If there’s anything we love as HR/talent pros, it’s talking about culture. We love talking about how the culture at our company is different, what we value and how we reward people according to our cultural norms.

But the dirty little secret is most people are either actively looking or open to moving to a different opportunity. If you believe a recent 2016 CareerBuilder poll, 3 out of 4 employees would leave your company if the right opportunity came around.

But that’s not you, it’s them. Right?

Sure it is, Sparky.

That stat means one of two things: Either your culture sucks or it doesn’t matter as much as you think it does.

The aforementioned CareerBuilder stat leads to turnover in a good economy, resulting in the blame game inside your company. Who does the company want to blame for rising turnover? HR! Who should be blamed? Probably someone else!

But most HR pros don’t have the time or organizational clout to blame others, so we start to try to stop the bleeding by building a case that our culture is different. We do this in an attempt to differentiate our company on the recruiting and retention trail.

The path is pretty standard. Upgrade workspace and make it cooler. Insert pingpong, foosball and a pool table — in that order — and start recruitment marketing activities designed to compete in a hot market for talent.

Of course, your culture isn’t struggling because you don’t have good ideas or a road map on what you want your real culture to be built on. Your culture struggles because you’ve got mediocre managers.

Crappy managers lead to all kinds of bad outcomes. The most obvious one is a lack of leadership across teams of all sizes and specialties in a company. An absence of leadership leads to team dysfunction, infighting and yes — turnover.

That’s why you probably should stop competing in the superficial culture wars and start getting focused on how you select people to join your company.
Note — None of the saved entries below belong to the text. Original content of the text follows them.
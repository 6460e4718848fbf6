//! Structured logging initialization
//!
//! JSON lines in production, pretty-printed output for development. `RUST_LOG`
//! takes precedence over the configured level when it is set.
//!
//! Output goes to stderr so `invoke` can keep stdout for the response JSON.
//! Cookie values are never logged by this crate; only cookie names and counts.

use anyhow::{Context, Result};
use std::env;
use tracing::Level;
use tracing_subscriber::layer::SubscriberExt;
use tracing_subscriber::util::SubscriberInitExt;
use tracing_subscriber::{EnvFilter, Layer};

pub const LOG_LEVEL_VAR: &str = "SESSIONGATE_LOG_LEVEL";
pub const LOG_FORMAT_VAR: &str = "SESSIONGATE_LOG_FORMAT";

/// Log format: JSON for production, pretty-print for development
#[derive(Debug, Clone, Copy, PartialEq, Eq)]
pub enum LogFormat {
    Json,
    Pretty,
}

impl LogFormat {
    pub fn parse(s: &str) -> Self {
        match s.to_lowercase().as_str() {
            "pretty" => LogFormat::Pretty,
            _ => LogFormat::Json, // Default to JSON
        }
    }
}

/// Logging configuration
#[derive(Debug, Clone, PartialEq, Eq)]
pub struct LogConfig {
    /// Log level: trace/debug/info/warn/error
    pub log_level: String,
    /// Log format: json/pretty
    pub format: LogFormat,
}

impl LogConfig {
    /// Parse configuration from environment variables with defaults
    pub fn from_env() -> Self {
        Self {
            log_level: env::var(LOG_LEVEL_VAR).unwrap_or_else(|_| "info".to_string()),
            format: LogFormat::parse(
                &env::var(LOG_FORMAT_VAR).unwrap_or_else(|_| "json".to_string()),
            ),
        }
    }

    pub fn default_dev() -> Self {
        Self {
            log_level: "debug".to_string(),
            format: LogFormat::Pretty,
        }
    }

    /// Resolved tracing level; unknown names fall back to INFO.
    pub fn level(&self) -> Level {
        match self.log_level.to_lowercase().as_str() {
            "trace" => Level::TRACE,
            "debug" => Level::DEBUG,
            "info" => Level::INFO,
            "warn" => Level::WARN,
            "error" => Level::ERROR,
            _ => Level::INFO,
        }
    }
}

impl Default for LogConfig {
    fn default() -> Self {
        Self {
            log_level: "info".to_string(),
            format: LogFormat::Json,
        }
    }
}

/// Install the global subscriber.
///
/// # Errors
///
/// Fails if a global subscriber is already installed.
pub fn init_logging(config: &LogConfig) -> Result<()> {
    let mut env_filter = EnvFilter::try_from_default_env()
        .unwrap_or_else(|_| EnvFilter::new(config.level().as_str()));

    // may_minihttp logs client disconnects below warn; keep those out.
    let directive = "may_minihttp::http_server=warn"
        .parse()
        .context("invalid may_minihttp filter directive")?;
    env_filter = env_filter.add_directive(directive);

    let fmt_layer = match config.format {
        LogFormat::Json => tracing_subscriber::fmt::layer()
            .json()
            .with_current_span(true)
            .with_target(true)
            .with_thread_ids(true)
            .with_writer(std::io::stderr)
            .boxed(),
        LogFormat::Pretty => tracing_subscriber::fmt::layer()
            .pretty()
            .with_target(true)
            .with_thread_ids(false)
            .with_writer(std::io::stderr)
            .boxed(),
    };

    tracing_subscriber::registry()
        .with(env_filter)
        .with(fmt_layer)
        .try_init()
        .context("Failed to initialize logging")?;

    Ok(())
}
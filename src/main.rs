use clap::Parser;
use sessiongate::cli::{run_cli, Cli};

fn main() -> anyhow::Result<()> {
    run_cli(Cli::parse())
}
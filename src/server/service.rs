use may_minihttp::{HttpService, Request, Response};
use std::io;
use std::sync::Arc;
use tracing::debug;

use super::request::to_request_event;
use super::response::{write_descriptor, HeaderLines};
use crate::router::RequestRouter;
use crate::runtime_config::RuntimeConfig;

/// `may_minihttp` service wrapping a [`RequestRouter`].
///
/// Cloned once per connection by the server; the router and rendered header
/// lines are shared read-only.
#[derive(Clone)]
pub struct AppService {
    pub router: Arc<RequestRouter>,
    pub lines: Arc<HeaderLines>,
}

impl AppService {
    pub fn new(config: &RuntimeConfig) -> Self {
        Self {
            router: Arc::new(RequestRouter::from_config(config)),
            lines: Arc::new(HeaderLines::new(config)),
        }
    }
}

impl HttpService for AppService {
    fn call(&mut self, req: Request, res: &mut Response) -> io::Result<()> {
        let event = to_request_event(&req);
        let descriptor = self.router.handle(&event);
        debug!(
            path = %event.path,
            status = descriptor.status_code,
            header_count = descriptor.headers.len(),
            "Response produced"
        );
        write_descriptor(res, descriptor, &self.lines);
        Ok(())
    }
}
Whether your culture truly sucks or is just bruised a bit doesn’t really matter — selecting the type of talent who can survive the challenges that exist inside your company is key.

You don’t have to hire superheroes to deal with the cultural challenges inside your company, but you do need to have a road map in mind related to the behavioral strengths that a new hire needs to have to deal with ambiguity, uncertainty and a lack of organizational consensus that accompanies weak culture.
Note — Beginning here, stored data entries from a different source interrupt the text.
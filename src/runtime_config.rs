//! # Runtime Configuration Module
//!
//! Environment variable based configuration, loaded once at process start and
//! then injected into [`OriginGuard`](crate::cors::OriginGuard) and the
//! server adapter.
//!
//! ## Environment Variables
//!
//! ### `ALLOWED_ORIGINS` (required)
//!
//! Space separated list of origins that receive CORS headers, compared by
//! exact string match:
//!
//! ```bash
//! export ALLOWED_ORIGINS="https://app.example https://admin.example"
//! ```
//!
//! A missing value is a deployment defect: loading fails with
//! [`ConfigError::MissingAllowedOrigins`] and the service does not start.
//!
//! ### `SESSIONGATE_STACK_SIZE`
//!
//! Stack size for the coroutines serving HTTP requests. Accepts decimal
//! (`16384`) or hexadecimal (`0x4000`). Default: `0x4000` (16 KB).
//!
//! ## Usage
//!
//! ```rust
//! use sessiongate::runtime_config::RuntimeConfig;
//!
//! let config = RuntimeConfig::from_allowed_origins("https://ok.example");
//! assert_eq!(config.allowed_origins, vec!["https://ok.example".to_string()]);
//! ```

use std::env;
use std::fmt;

/// Name of the allow-list variable.
pub const ALLOWED_ORIGINS_VAR: &str = "ALLOWED_ORIGINS";
/// Name of the coroutine stack size variable.
pub const STACK_SIZE_VAR: &str = "SESSIONGATE_STACK_SIZE";

const DEFAULT_STACK_SIZE: usize = 0x4000;

/// Configuration loading error
#[derive(Debug, Clone, PartialEq, Eq)]
pub enum ConfigError {
    /// `ALLOWED_ORIGINS` is not set
    MissingAllowedOrigins,
    /// `ALLOWED_ORIGINS` is set but is not valid unicode
    InvalidAllowedOrigins,
}

impl fmt::Display for ConfigError {
    fn fmt(&self, f: &mut fmt::Formatter<'_>) -> fmt::Result {
        match self {
            ConfigError::MissingAllowedOrigins => write!(
                f,
                "configuration error: {ALLOWED_ORIGINS_VAR} is not set. \
                Provide a space separated list of allowed origins."
            ),
            ConfigError::InvalidAllowedOrigins => write!(
                f,
                "configuration error: {ALLOWED_ORIGINS_VAR} is not valid unicode"
            ),
        }
    }
}

impl std::error::Error for ConfigError {}

/// Result of looking up a single variable.
#[derive(Debug, Clone, PartialEq, Eq)]
pub enum Lookup {
    Present(String),
    NotUnicode,
    Missing,
}

impl From<Result<String, env::VarError>> for Lookup {
    fn from(res: Result<String, env::VarError>) -> Self {
        match res {
            Ok(v) => Lookup::Present(v),
            Err(env::VarError::NotUnicode(_)) => Lookup::NotUnicode,
            Err(env::VarError::NotPresent) => Lookup::Missing,
        }
    }
}

/// Runtime configuration loaded from environment variables.
#[derive(Debug, Clone, PartialEq, Eq)]
pub struct RuntimeConfig {
    /// Origins allowed to read responses cross-origin, in configured order
    pub allowed_origins: Vec<String>,
    /// Stack size for coroutines in bytes (default: 16 KB / 0x4000)
    pub stack_size: usize,
}

impl RuntimeConfig {
    /// Load configuration from the process environment.
    ///
    /// # Errors
    ///
    /// Returns [`ConfigError`] when `ALLOWED_ORIGINS` is missing or not unicode.
    pub fn from_env() -> Result<Self, ConfigError> {
        Self::from_lookup(|key| env::var(key).into())
    }

    /// Load configuration through an arbitrary variable lookup.
    ///
    /// # Errors
    ///
    /// Returns [`ConfigError`] when `ALLOWED_ORIGINS` is missing or not unicode.
    pub fn from_lookup<F>(lookup: F) -> Result<Self, ConfigError>
    where
        F: Fn(&str) -> Lookup,
    {
        let allowed_origins = match lookup(ALLOWED_ORIGINS_VAR) {
            Lookup::Present(raw) => split_origins(&raw),
            Lookup::NotUnicode => return Err(ConfigError::InvalidAllowedOrigins),
            Lookup::Missing => return Err(ConfigError::MissingAllowedOrigins),
        };
        let stack_size = match lookup(STACK_SIZE_VAR) {
            Lookup::Present(val) => parse_stack_size(&val),
            _ => DEFAULT_STACK_SIZE,
        };
        Ok(RuntimeConfig {
            allowed_origins,
            stack_size,
        })
    }

    /// Build a configuration from an explicit allow-list string.
    #[must_use]
    pub fn from_allowed_origins(raw: &str) -> Self {
        RuntimeConfig {
            allowed_origins: split_origins(raw),
            stack_size: DEFAULT_STACK_SIZE,
        }
    }
}

/// Split a space separated allow-list. Repeated spaces do not produce entries.
fn split_origins(raw: &str) -> Vec<String> {
    raw.split(' ')
        .filter(|o| !o.is_empty())
        .map(str::to_string)
        .collect()
}

fn parse_stack_size(val: &str) -> usize {
    if let Some(hex) = val.strip_prefix("0x") {
        usize::from_str_radix(hex, 16).unwrap_or(DEFAULT_STACK_SIZE)
    } else {
        val.parse().unwrap_or(DEFAULT_STACK_SIZE)
    }
}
Simply put: Hire the right type of person who can deal with the downside of your culture, and they’ll thrive. If they thrive, odds are they’ll stay.

While it’s impossible to give you notes based on the specific cultural challenges you face, there are some common elements to candidates who can survive in crappy cultures.
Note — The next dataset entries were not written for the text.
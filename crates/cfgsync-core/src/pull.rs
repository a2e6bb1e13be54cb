//! Fetching upstream state and merging it.
//!
//! Fetch and merge are split: [`SyncManager::fetch`] talks to the remote
//! and records which commit to merge, [`Updater::merge`] later merges
//! exactly that commit without going back to the network.

use cfgsync_git::{ChangeSet, GitOps, NoProgress, Oid, Progress, Repository, or_noop, tracking_ref};

use crate::error::{Error, Result};
use crate::manager::SyncManager;
use crate::retry::run_with_retry;

/// Paths an update touched, for reloading.
#[derive(Debug, Clone, Default, PartialEq, Eq)]
pub struct UpdateResult {
    /// Added or modified paths.
    pub changed: Vec<String>,
    /// Deleted paths.
    pub deleted: Vec<String>,
}

impl UpdateResult {
    /// Whether nothing changed.
    #[must_use]
    pub fn is_empty(&self) -> bool {
        self.changed.is_empty() && self.deleted.is_empty()
    }
}

impl From<ChangeSet> for UpdateResult {
    fn from(changes: ChangeSet) -> Self {
        Self {
            changed: changes.changed,
            deleted: changes.deleted,
        }
    }
}

enum MergeStep {
    Skip,
    Nothing,
    Merged(UpdateResult),
}

/// Deferred merge produced by a fetch.
#[derive(Debug)]
pub struct Updater<'m> {
    manager: &'m SyncManager,
    ref_to_merge: Option<Oid>,
    definitely_skip_push: bool,
}

impl Updater<'_> {
    /// Commit captured during the fetch, `None` when HEAD already has it.
    #[must_use]
    pub const fn ref_to_merge(&self) -> Option<Oid> {
        self.ref_to_merge
    }

    /// Set by [`merge`](Self::merge) when there is provably nothing to push.
    #[must_use]
    pub const fn definitely_skip_push(&self) -> bool {
        self.definitely_skip_push
    }

    /// Commit local changes, then merge the captured commit.
    ///
    /// Returns `None` when nothing was merged. When additionally nothing
    /// was committed and no local commits are ahead of upstream, the
    /// skip-push flag is set.
    ///
    /// # Errors
    /// Returns `MergeConflict` when the merge stops with conflicts; the
    /// repository is then left mid-merge.
    pub fn merge(&mut self) -> Result<Option<UpdateResult>> {
        let manager = self.manager;
        let ref_to_merge = self.ref_to_merge;
        let _guard = manager.lock_history();

        let step = manager.handle().with(|repo| {
            let committed = manager.commit_in(repo, &NoProgress)?;
            if ref_to_merge.is_none() && !committed && manager.ahead_in(repo)? == 0 {
                return Ok(MergeStep::Skip);
            }
            match ref_to_merge {
                Some(target) => manager.merge_in(repo, target).map(MergeStep::Merged),
                None => Ok(MergeStep::Nothing),
            }
        })?;

        match step {
            MergeStep::Skip => {
                log::debug!("nothing to merge, commit or push");
                self.definitely_skip_push = true;
                Ok(None)
            }
            MergeStep::Nothing => Ok(None),
            MergeStep::Merged(result) => Ok(Some(result)),
        }
    }
}

impl SyncManager {
    /// Fetch the upstream branch and capture the commit to merge.
    ///
    /// The working tree is not touched.
    ///
    /// # Errors
    /// Returns `NoUpstream`, `Authentication`, `Transport` or `Cancelled`.
    pub fn fetch(&self, progress: Option<&dyn Progress>) -> Result<Updater<'_>> {
        let progress = or_noop(progress);
        let ref_to_merge = self.handle().with(|repo| {
            let Some(fetched) = self.fetch_in(repo, progress)? else {
                return Ok(None);
            };
            if repo.is_merged(fetched)? {
                log::debug!("{fetched} is already merged");
                return Ok(None);
            }
            Ok(Some(fetched))
        })?;

        Ok(Updater {
            manager: self,
            ref_to_merge,
            definitely_skip_push: false,
        })
    }

    /// Fetch and merge in one go.
    ///
    /// # Errors
    /// Returns any error of [`fetch`](Self::fetch) or [`Updater::merge`].
    pub fn pull(&self, progress: Option<&dyn Progress>) -> Result<Option<UpdateResult>> {
        self.fetch(progress)?.merge()
    }

    /// Fetch the upstream branch into its remote-tracking ref.
    ///
    /// Returns the fetched commit, `None` when the remote has no such branch.
    pub(crate) fn fetch_in(&self, repo: &Repository, progress: &dyn Progress) -> Result<Option<Oid>> {
        let remote = self.remote();
        if repo.upstream_url(remote)?.is_none() {
            return Err(Error::NoUpstream);
        }
        let endpoint = repo.fetch_endpoint(remote)?.ok_or(Error::NoUpstream)?;
        let branch = self.branch_in(repo)?;
        let refspecs = vec![format!(
            "+refs/heads/{branch}:{}",
            tracking_ref(remote, &branch)
        )];

        progress.set_text(&format!("Fetching from {endpoint}"));
        repo.clear_fetch_head()?;
        let received = run_with_retry(repo, &endpoint, self.credentials(), progress, |transport| {
            transport.fetch(&refspecs, self.credentials(), progress)
        })?;
        log::debug!("received {received} objects from {endpoint}");

        let fetched = repo.record_fetch(remote, &branch)?;
        if fetched.is_none() {
            log::info!("{endpoint} has no branch {branch} yet");
        }
        Ok(fetched)
    }

    pub(crate) fn merge_in(&self, repo: &Repository, target: Oid) -> Result<UpdateResult> {
        let branch = self.branch_in(repo)?;
        let message = self
            .formatter()
            .message(&format!("Merge {}/{branch}", self.remote()));

        let before = repo.head_oid()?;
        let outcome = repo.merge_commit(target, &message, &self.config().identity())?;
        let after = repo.head_oid()?;
        log::info!("merged {target}: {outcome:?}");

        Ok(repo.changes_between(before, after)?.into())
    }
}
First up, star employees in mediocre corporate cultures tend to have low sensitivity; inconsistency or even outright hostility doesn’t fluster them. They take each day as it comes, remaining level-headed and calm when others around them are melting.

Low sensitivity doesn’t mean someone doesn’t care. It simply means you don’t have to talk someone off the ledge when things don’t go as planned. Without the norms of a strong corporate culture, inconsistency in outcomes, feedback and internal politics is the rule rather than the exception.

Another common behavioral characteristic is the ability to deal with chaos. Dealing with chaos requires someone with low-rules orientation.

An employee with low-rules orientation wants to help determine the best possible solution for each circumstance. Inconsistent company culture maximizes that circumstance for all employees, so it stands to reason that the person who can create new solutions on the fly is going to be a winner.

Finally, these employees are almost always more aggressive than their peers. Uncertainty leads to a natural advantage for those with high-assertiveness levels. While no one likes an asshole, there are jerks, sharks or whatever name you want to give assertive people who almost always get more done than passive employees. That reality is even truer when cultural norms aren’t there to guide the way for the masses.

Great HR pros are pragmatic to a fault, which leads to our ability to understand we might be working for companies with room to grow related to culture.

While you’re helping build a culture you can be proud of, do yourself a favor: Start recruiting the type of person who can thrive in that freak show you call a company.